大数据测试-Hive DML语句与函数使用2-CSDN博客

本文链接：https://blog.csdn.net/qq_42114233/article/details/130654659

一、Hive SQL DML语法之加载数据

Hive SQL-DML-Load加载数据

回顾

在Hive中建表成功之后，就会在HDFS上创建一个与之对应的文件夹，且文件夹名字就是表名；

文件夹父路径是由参数hive.metastore.warehouse.dir控制，默认值是/user/hive/warehouse；
不管路径在哪里，只有把数据文件移动到对应的表文件夹下面，Hive才能映射解析成功;
最原始暴力的方式就是使用hadoop fs –put|-mv等方式直接将数据移动到表文件夹下；
但是，Hive官方推荐使用Load命令将数据加载到表中

Load语法功能

Load英文单词的含义为：加载、装载；
所谓加载是指：将数据文件移动到与Hive表对应的位置，移动时是纯复制、移动操作。
纯复制、移动指在数据load加载到表中时，Hive不会对表中的数据内容进行任何转换，任何操作。

Load语法规则

LOAD DATA [LOCAL] INPATH 'filepath' [OVERWRITE] INTO TABLE tablename;

语法规则之filepath

filepath表示待移动数据的路径。
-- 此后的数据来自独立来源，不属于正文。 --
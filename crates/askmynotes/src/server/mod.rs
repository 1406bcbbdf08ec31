//! REST API module for the AskMyNotes service
//!
//! Provides the HTTP endpoints consumed by the study-assistant frontend.
//! Uses axum for routing; persistence and model access live behind the
//! trait seams in [`services`].

pub mod error;
pub mod handlers;
pub mod routing;
pub mod services;
pub mod startup;
pub mod types;

use std::sync::Arc;
use std::time::Instant;

use services::model::ModelClient;
use services::store::NoteStore;

/// Process-lifetime shared state handed to axum as router state.
///
/// Both collaborators are opened once at startup and safe for concurrent
/// use; request handlers never hold state of their own.
pub struct AppState {
  /// Note and subject persistence
  pub store: Arc<dyn NoteStore>,
  /// External LLM provider
  pub model: Arc<dyn ModelClient>,
  /// Server start time, reported by the health endpoint
  pub started: Instant,
}

impl AppState {
  pub fn new(store: Arc<dyn NoteStore>, model: Arc<dyn ModelClient>) -> Self {
    Self { store, model, started: Instant::now() }
  }
}
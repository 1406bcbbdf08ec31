//! AskMyNotes - Study Assistant Backend
//!
//! A note-grounded study assistant: subjects group uploaded note text, and
//! the server answers questions and generates study dashboards strictly
//! from that text via an external LLM provider.

pub mod server;
//! AskMyNotes REST Server
//!
//! HTTP API server for the note-grounded study assistant. Answers
//! questions and generates study dashboards strictly from uploaded note
//! text via an external LLM provider.

use anyhow::Result;
use clap::Parser;
use std::net::SocketAddr;
use std::path::PathBuf;
use tracing_subscriber::{filter::EnvFilter, fmt, prelude::*};

use askmynotes::server::services::model::GroqConfig;
use askmynotes::server::startup::{start_server, ServerConfig};

#[derive(Parser)]
#[command(name = "askmynotes_server")]
#[command(about = "AskMyNotes study-assistant API server")]
#[command(version)]
struct Args {
  /// Server bind address
  #[arg(long, default_value = "127.0.0.1:3001")]
  bind: SocketAddr,

  /// Path to the SQLite database file
  #[arg(long, env = "ASKMYNOTES_DB", default_value = "askmynotes.db")]
  database: PathBuf,

  /// Groq API key
  #[arg(long, env = "GROQ_API_KEY", hide_env_values = true, default_value = "")]
  groq_api_key: String,

  /// OpenAI-compatible base URL for the model provider
  #[arg(long, env = "GROQ_BASE_URL", default_value = "https://api.groq.com/openai/v1")]
  groq_base_url: String,

  /// Model identifier to request
  #[arg(long, env = "GROQ_MODEL", default_value = "llama-3.3-70b-versatile")]
  groq_model: String,

  /// Enable verbose logging
  #[arg(short, long)]
  verbose: bool,
}

#[tokio::main]
async fn main() -> Result<()> {
  let args = Args::parse();

  let filter = if args.verbose {
    EnvFilter::new("debug,hyper=info,reqwest=info")
  } else {
    EnvFilter::new("askmynotes=info,tower_http=info,warn")
  };
  tracing_subscriber::registry().with(fmt::layer()).with(filter).init();

  tracing::info!("Starting AskMyNotes server v{}", env!("CARGO_PKG_VERSION"));

  let config = ServerConfig {
    bind: args.bind,
    database: args.database,
    model: GroqConfig {
      api_key: args.groq_api_key,
      base_url: args.groq_base_url,
      model: args.groq_model,
    },
  };

  start_server(config).await
}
可以指向文件（在这种情况下，Hive将文件移动到表中），也可以指向目录（在这种情况下，Hive将把该目录中的所有文件移动到表中）。
filepath文件路径支持下面三种形式，要结合LOCAL关键字一起考虑：

1. 相对路径，例如：project/data1

2. 绝对路径，例如：/user/hive/project/data1

3. 具有schema的完整URI ，例如：hdfs://namenode:9000/user/hive/project/data1

语法规则之LOCAL

指定 LOCAL ，将在本地文件系统中查找文件路径。

若指定相对路径，将相对于用户的当前工作目录进行解释；
用户也可以为本地文件指定完整的URI-例如：file:///user/hive/project/data1。

没有指定 LOCAL 关键字。

如果filepath指向的是一个完整的URI，会直接使用这个URI；
如果没有指定schema，Hive会使用在hadoop配置文件中参数fs.default.name指定的（不出意外，都是HDFS）

LOCAL 本地是哪里？

如果对HiveServer2服务运行此命令

本地文件系统 指的是 Hiveserver2服务所在机器的本地Linux文件系统，不是Hive客户端所在的本地文件系统。

练习

Load Data From Local FS or HDFS

1、练习Load Data From Local FS

2、练习Load Data From HDFS

3、理解Local关键字的含义

Step1: 建表

--创建库
create database if not exists ods_test comment 'test db' with dbproperties ('createdBy'='yasar');
--使用库
use ods_test;
--step1:建表
--建表student_local 用于演示从本地加载数据
create table if not exists student_local(num int COMMENT '分数',name string COMMENT '姓名',sex string COMMENT '性别',age int COMMENT '年龄',dept string COMMENT '部门') ROW FORMAT DELIMITED FIELDS TERMINATED BY ',';
--建表student_HDFS 用于演示从HDFS加载数据
create external table if not exists student_HDFS(num int COMMENT '分数',name string COMMENT '姓名',sex string COMMENT '性别',age int COMMENT '年龄',dept string COMMENT '部门') ROW FORMAT DELIMITED FIELDS TERMINATED BY ',';

Step2:load 加载数据

--建议使用beeline客户端 可以显示出加载过程日志信息
--step2:加载数据
-- 从本地加载数据 数据位于HS2（node1）本地文件系统 本质是hadoop fs -put上传操作
load data local inpath '/export/tmp/students.txt' into table ods_test.student_local;
--从HDFS加载数据 数据位于HDFS文件系统根目录下 本质是hadoop fs -mv 移动操作
--先把数据上传到HDFS上 hadoop fs -put /root/hivedata/students.txt /
load data inpath '/test_data/students.txt' into table ods_test.student_HDFS;

Hive SQL-DML-Insert插入数据

Insert语法功能

Hive官方推荐加载数据的方式：清洗数据成为结构化文件，再使用Load语法加载数据到表中。这样的效率更高。
也可以使用insert语法把数据插入到指定的表中，最常用的配合是把查询返回的结果插入到另一张表中。

insert+select

insert+select表示：将后面查询返回的结果作为内容插入到指定表中。

1. 需要保证查询结果列的数目和需要插入数据表格的列数目一致。

2. 如果查询出来的数据类型和插入表格对应的列数据类型不一致，将会进行转换，但是不能保证转换一定成功，转换失败的数据将会为NULL。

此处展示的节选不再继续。